Blocking apoptosis promotes survival and alters developmental dynamics of human retinal ganglion cells in retinal organoids

Retinal ganglion cells (RGCs) are the projection neurons that transmit visual information from the retina to the brain. In many species, a substantial proportion of RGCs are eliminated by programmed cell death during development to regulate their final number, but how cell death impacts human RGC development remains poorly understood. Here, we characterized the timing and cell-type-specificity of cell death in human fetal retinas and retinal organoids. Both retinas and organoids exhibited two waves of apoptosis: an early wave targeting neurogenic retinal progenitor cells and neuronal precursors, and a late wave affecting RGCs and other neurons. Additionally, organoids displayed a distinct wave of necrosis. To investigate how the apoptotic waves affect retinal development, we differentiated human BAX/BAK double mutant organoids deficient in apoptosis.

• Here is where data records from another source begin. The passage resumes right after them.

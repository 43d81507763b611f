//! CLI command implementations

pub mod config;
pub mod entries;
pub mod fetch;
pub mod install;

pub use config::execute as config;
pub use entries::execute as entries;
pub use fetch::execute as fetch;
pub use install::execute as install;

use crate::cache::DiskCacheStorage;
use crate::config::{Config, ConfigManager};
use crate::error::PrecacheResult;
use crate::host::WorkerHost;
use crate::network::UreqNetwork;
use crate::worker::ServiceWorker;
use std::sync::Arc;
use std::time::Duration;
use tracing::debug;

/// Build a host for the configured origin, backed by the on-disk caches
pub(crate) fn build_host(manager: &ConfigManager, config: &Config) -> PrecacheResult<WorkerHost> {
    let origin = manager.origin(config)?;
    let caches_dir = ConfigManager::caches_dir(config);
    debug!("Using caches in {}", caches_dir.display());

    let worker = ServiceWorker::new(
        origin,
        Arc::new(DiskCacheStorage::new(caches_dir)),
        Arc::new(UreqNetwork::new(Duration::from_secs(config.origin.timeout_secs))),
    );
    Ok(WorkerHost::new(worker))
}
//! The offline pre-cache worker
//!
//! Two handlers: `on_install` fills the named cache from a fixed URL list,
//! `on_fetch` answers requests from that cache and falls back to the
//! network. The cache is never written after install.

use crate::cache::CacheStorage;
use crate::error::PrecacheResult;
use crate::http::{self, Request, Response};
use crate::network::Network;
use serde::Serialize;
use std::fmt;
use std::sync::Arc;
use tracing::{debug, info};
use url::Url;

/// Name of the cache store the worker owns
pub const CACHE_NAME: &str = "gestione-spese-cache-v1";

/// Resources pre-cached at install time, relative to the origin
pub const URLS_TO_CACHE: &[&str] = &["/", "/static/style.css"];

/// Where a fetched response came from
#[derive(Debug, Clone, Copy, PartialEq, Eq, Serialize)]
#[serde(rename_all = "lowercase")]
pub enum FetchSource {
    Cache,
    Network,
}

impl fmt::Display for FetchSource {
    fn fmt(&self, f: &mut fmt::Formatter<'_>) -> fmt::Result {
        match self {
            Self::Cache => write!(f, "cache"),
            Self::Network => write!(f, "network"),
        }
    }
}

/// A response together with its source
#[derive(Debug, Clone, PartialEq, Eq)]
pub struct Served {
    pub source: FetchSource,
    pub response: Response,
}

/// Install and fetch handlers bound to an origin and its host services
#[derive(Clone)]
pub struct ServiceWorker {
    origin: Url,
    caches: Arc<dyn CacheStorage>,
    network: Arc<dyn Network>,
}

impl ServiceWorker {
    /// Create a worker scoped to `origin`
    pub fn new(origin: Url, caches: Arc<dyn CacheStorage>, network: Arc<dyn Network>) -> Self {
        Self {
            origin,
            caches,
            network,
        }
    }

    /// Origin the worker is scoped to
    pub fn origin(&self) -> &Url {
        &self.origin
    }

    /// Network the worker falls back to
    pub fn network(&self) -> &Arc<dyn Network> {
        &self.network
    }

    /// Absolute URLs of the pre-cache list, in order
    pub fn precache_urls(&self) -> PrecacheResult<Vec<Url>> {
        URLS_TO_CACHE
            .iter()
            .map(|path| http::resolve(&self.origin, path))
            .collect()
    }

    /// Install handler: open the cache and pre-cache every URL.
    ///
    /// Fails as a whole if any URL cannot be fetched.
    pub async fn on_install(&self) -> PrecacheResult<()> {
        let urls = self.precache_urls()?;
        let cache = self.caches.open(CACHE_NAME).await?;
        info!("Opened cache");

        let stored = cache.add_all(self.network.as_ref(), &urls).await?;
        debug!("Pre-cached {} of {} URLs in {}", stored, urls.len(), CACHE_NAME);
        Ok(())
    }

    /// Fetch handler: the cached response on a hit, the network's otherwise
    pub async fn on_fetch(&self, request: &Request) -> PrecacheResult<Response> {
        Ok(self.respond(request).await?.response)
    }

    /// Like `on_fetch`, also reporting where the response came from.
    ///
    /// Only reads storage; a cache that was never installed is a miss.
    pub async fn respond(&self, request: &Request) -> PrecacheResult<Served> {
        if let Some(response) = self.caches.match_in(CACHE_NAME, request).await? {
            debug!("cache hit: {} {}", request.method, request.url);
            return Ok(Served {
                source: FetchSource::Cache,
                response,
            });
        }

        debug!("cache miss: {} {}", request.method, request.url);
        let response = self.network.fetch(request).await?;
        Ok(Served {
            source: FetchSource::Network,
            response,
        })
    }
}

In these mutants, RGC lifespan and survival increased, while RGC neurogenesis and maturation were delayed. Thus, developmental apoptosis controls not only the quantity of RGCs but also their developmental dynamics. Together, our results highlight the roles of apoptosis in human RGC development and the challenges in retinal organoid design. Addressing these limitations will improve the utility of organoids for studying human retinal development and modeling optic neuropathies like glaucoma.